In the wake of Joe Biden’s election as president, the problems America faces did not go away. President Trump opened his presidency vowing to clean up America’s southern border. Chants of “Build that Wall” could be heard from sea to shining sea. In 2016 as with today, this is not just a political crisis or a humanitarian situation, but one that is deeply moral.
The term “moral” designates a particular kind of conscious content — socially prescriptive and cognitively descriptive — telling us how we ought to treat one another. Although variously conceived, ethical and moral rules of behavior have historically brought stability and meaning to our collective living.
Through parenting, nurture, and continual interaction with others, we learn the importance of living morality. We can symbolize this aptitude as our “moral consciousness;” it is a social disposition identifying human interrelatedness and collective responsibility. This is learned and developed by communal awareness — in families, churches, schools, and by working with others. Thus, being moral is both natural and developmental but also reflective of cultural diversity. It may be so firmly enculturated as to be thought of as self-evident. Yet, its activation is not a given; someone or some groups must step up and provide the moral leadership required.
Moral consciousness is definitive of our humanity. The question of “consciousness?” does raise questions requiring attention; namely, “Who are we?” and “Why are we?” Answers to these questions reveal an uncertainty habitually blurring the lines between what is thought of as innate and what is considered social and developmental; what is temporary and what is universal.
Undoubtedly, consciousness is a form of self-awareness. Without consciousness we cease to exist, but its moral content is a developed capacity, socially anchored and constructed, and malleable — an outward flow of the conscious mind. Our moral capacity is erected on understanding the importance of creating strong and sustaining relationships revealing its social nature. Evolving within the family and community, our moral consciousness becomes a conduit to human communal life.

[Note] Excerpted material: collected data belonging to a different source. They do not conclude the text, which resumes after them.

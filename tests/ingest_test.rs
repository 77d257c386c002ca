//! Ingestion Tests
//!
//! Tests replace-only bulk ingestion:
//! - After ingesting N data rows the table holds exactly N rows
//! - Ingesting the same grid twice leaves the same contents
//! - Atomic mode rolls back to the previous contents on failure
//! - Per-row mode reports the failing row and keeps the rows before it

mod common;

use tablesmith::ingest::{ingest, IngestMode};
use tablesmith::{
    resolve, Config, Database, Error, Provisioned, SpreadsheetGrid, TableFamily, Tablesmith, Value,
};

/// Rejects any insert whose `marca` is `'boom'`.
fn install_poison_trigger(conn: &rusqlite::Connection, table: &str) {
    conn.execute_batch(&format!(
        "CREATE TRIGGER poison BEFORE INSERT ON \"{table}\" \
         WHEN NEW.marca = 'boom' BEGIN SELECT RAISE(ABORT, 'poisoned row'); END"
    ))
    .unwrap();
}

fn grid_with_poison_at(rows: usize, poison: usize) -> SpreadsheetGrid {
    SpreadsheetGrid::from_parts(
        &["marca", "rank"],
        (0..rows)
            .map(|r| {
                let marca = if r == poison { "boom".to_string() } else { format!("m{r}") };
                vec![Value::from(marca), Value::from(r.to_string())]
            })
            .collect(),
    )
}

/// The upload scenario: three rows into a brand new dataset key.
#[tokio::test]
async fn first_upload_creates_table_and_catalog_entry() {
    let (_dir, path, store) = common::open_store("first_upload.db", 2).await;

    let grid = SpreadsheetGrid::from_parts(
        &["marca", "vol_ytd"],
        vec![
            vec![Value::from("Coca"), Value::from(10.0)],
            vec![Value::from("Pepsi"), Value::from(7.5)],
            vec![Value::from("Jarritos"), Value::Null],
        ],
    );
    let report = store.ingest_dataset("abc", grid).await.unwrap();

    assert_eq!(report.table, "baseDeDatos_abc");
    assert_eq!(report.provisioned, Provisioned::Created);
    assert_eq!(report.rows_deleted, 0);
    assert_eq!(report.rows_written, 3);

    let conn = common::open_read_only(&path);
    assert_eq!(common::count_rows(&conn, "baseDeDatos_abc"), 3);
    assert_eq!(
        common::catalog_keys(&conn, "bases_datos", "nombre_base_datos"),
        vec!["abc"]
    );

    let table = store.table(TableFamily::Dataset, &["abc"]).unwrap();
    let rows = store.read_all(table).await.unwrap();
    assert_eq!(rows[1].get("marca"), Some(&Value::from("Pepsi")));
    assert_eq!(rows[2].get("vol_ytd"), Some(&Value::Null));
}

/// Re-uploading replaces rather than appends, and is idempotent.
#[tokio::test]
async fn repeated_ingest_replaces_contents() {
    let (_dir, path, store) = common::open_store("replace.db", 2).await;

    store.ingest_dataset("abc", common::dataset_grid(10)).await.unwrap();
    let second = store.ingest_dataset("abc", common::dataset_grid(4)).await.unwrap();
    assert_eq!(second.provisioned, Provisioned::AlreadyExists);
    assert_eq!(second.rows_deleted, 10);
    assert_eq!(second.rows_written, 4);

    let table = store.table(TableFamily::Dataset, &["abc"]).unwrap();
    let before = store.read_all(table.clone()).await.unwrap();
    store.ingest_dataset("abc", common::dataset_grid(4)).await.unwrap();
    let after = store.read_all(table).await.unwrap();
    assert_eq!(before, after);

    let conn = common::open_read_only(&path);
    assert_eq!(common::count_rows(&conn, "baseDeDatos_abc"), 4);
    assert_eq!(common::catalog_keys(&conn, "bases_datos", "nombre_base_datos").len(), 1);
}

/// A header-only grid empties the table.
#[tokio::test]
async fn header_only_grid_clears_table() {
    let (_dir, _path, store) = common::open_store("header_only.db", 1).await;
    store.ingest_planogram("p1", SpreadsheetGrid::from_parts(&["frente"], vec![vec![Value::from(1.0)]]))
        .await
        .unwrap();

    let report = store
        .ingest_planogram("p1", SpreadsheetGrid::from_parts(&["frente"], Vec::new()))
        .await
        .unwrap();
    assert_eq!(report.rows_deleted, 1);
    assert_eq!(report.rows_written, 0);

    let table = store.table(TableFamily::Planogram, &["p1"]).unwrap();
    assert!(store.read_all(table).await.unwrap().is_empty());
}

#[test]
fn atomic_failure_keeps_previous_contents() {
    let mut db = Database::open_in_memory().unwrap();
    let table = resolve(TableFamily::Dataset, &["abc"]).unwrap();
    tablesmith::ingest::provision_and_ingest(
        db.connection_mut(),
        &table,
        &common::dataset_grid(3),
        IngestMode::Atomic,
    )
    .unwrap();
    install_poison_trigger(db.connection(), table.as_str());

    let err = ingest(
        db.connection_mut(),
        &table,
        &grid_with_poison_at(5, 3),
        IngestMode::Atomic,
    )
    .unwrap_err();
    assert!(matches!(err, Error::IngestionAborted { .. }), "{err}");

    let marcas: Vec<String> = db
        .connection()
        .prepare("SELECT marca FROM baseDeDatos_abc ORDER BY id")
        .unwrap()
        .query_map([], |row| row.get(0))
        .unwrap()
        .collect::<Result<_, _>>()
        .unwrap();
    assert_eq!(marcas, vec!["marca-0", "marca-1", "marca-2"]);
}

#[test]
fn per_row_failure_names_row_and_keeps_prefix() {
    let mut db = Database::open_in_memory().unwrap();
    let table = resolve(TableFamily::Dataset, &["abc"]).unwrap();
    tablesmith::ingest::provision_and_ingest(
        db.connection_mut(),
        &table,
        &common::dataset_grid(3),
        IngestMode::PerRow,
    )
    .unwrap();
    install_poison_trigger(db.connection(), table.as_str());

    let err = ingest(
        db.connection_mut(),
        &table,
        &grid_with_poison_at(5, 2),
        IngestMode::PerRow,
    )
    .unwrap_err();
    match err {
        Error::IngestionRowFailed { row, .. } => assert_eq!(row, 3),
        other => panic!("expected IngestionRowFailed, got {other}"),
    }
    // Old rows are gone, the two rows before the failure stay.
    assert_eq!(common::count_rows(db.connection(), "baseDeDatos_abc"), 2);
}

#[test]
fn unknown_header_fails_before_any_row() {
    let mut db = Database::open_in_memory().unwrap();
    let table = resolve(TableFamily::Planogram, &["p"]).unwrap();
    tablesmith::provision::ensure_table_atomic(db.connection_mut(), &table).unwrap();

    let grid = SpreadsheetGrid::from_parts(&["no_such_column"], vec![vec![Value::from(1i64)]]);
    let err = ingest(db.connection_mut(), &table, &grid, IngestMode::Atomic).unwrap_err();
    assert!(matches!(err, Error::IngestionAborted { .. }));

    let grid = SpreadsheetGrid::from_parts(&["bad;header"], vec![vec![Value::from(1i64)]]);
    let err = ingest(db.connection_mut(), &table, &grid, IngestMode::Atomic).unwrap_err();
    assert!(matches!(err, Error::InvalidIdentifier { .. }));
}

/// Per-row mode is selectable through configuration.
#[tokio::test]
async fn configured_ingest_mode_is_used() {
    let (_dir, path) = common::create_temp_db_file("per_row_config.db");
    let store = Tablesmith::open(Config {
        ingest_mode: IngestMode::PerRow,
        pool_size: 1,
        ..Config::new(&path)
    })
    .await
    .unwrap();

    store.ingest_dataset("abc", common::dataset_grid(2)).await.unwrap();
    {
        let conn = common::open_read_write(&path);
        install_poison_trigger(&conn, "baseDeDatos_abc");
    }

    let err = store
        .ingest_dataset("abc", grid_with_poison_at(3, 1))
        .await
        .unwrap_err();
    assert!(matches!(err, Error::IngestionRowFailed { row: 2, .. }), "{err}");

    let conn = common::open_read_only(&path);
    assert_eq!(common::count_rows(&conn, "baseDeDatos_abc"), 1);
}

/// Unsafe keys are rejected before any connection is used.
#[tokio::test]
async fn unsafe_dataset_key_rejected() {
    let (_dir, path, store) = common::open_store("unsafe.db", 1).await;

    for bad in ["x; DROP TABLE data", "a b", "a`b", ""] {
        let err = store.ingest_dataset(bad, common::dataset_grid(1)).await.unwrap_err();
        assert!(matches!(err, Error::InvalidIdentifier { .. }), "{bad:?}");
    }

    let conn = common::open_read_only(&path);
    assert!(common::table_exists(&conn, "data"));
    assert!(common::catalog_keys(&conn, "bases_datos", "nombre_base_datos").is_empty());
}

And so we ask, “How will a good person know when she or he is hurting or humiliating her or his neighbor?” and “How will companies, including scientific and governmental organizations, know when they are violating rather than promoting essential human values?” Notwithstanding the events of 1/6/21, we can also inquire into the role of the church — Christian or otherwise — in directing our moral consciousness. What does the church have to say about the immigrants pouring into our nation, many who are children, seeking relief from oppression and a safe place to live and work?
Valuing my own freedom and the justice it requires me to extend to others also necessitates that I become aware of all the various ways in which other human beings whom I might act upon can be hurt. From a moral perspective, are we not tasked with creating environments that respect the welfare, dignity and self-worth of those in our care?
Understandably, “life is a web of relationships.” Relationships reveal our character; they are “the eye of needle” defining our moral obligations. Relationship-building is a powerful but fragile phenomenon, constantly changing and easily lost. We are daily confronted with making an effort to understand those around us — their familial connections, religious affiliations, political views and deepest values. This understanding entails empathy, generosity, fairness and reciprocity. All of these, including their polar opposites, figure into our relationship-value-equation.
Artist Paul Cézanne remarked about one of his paintings, “The landscape thinks itself me and I am its consciousness.” If the “landscape” is symbolized as “the human landscape” then our consciousness will be a moral consciousness of unconcealment. Is this not what Jesus was advocating when he said we “should love others as we love ourselves”? How do we love ourselves and how can this be imparted to others?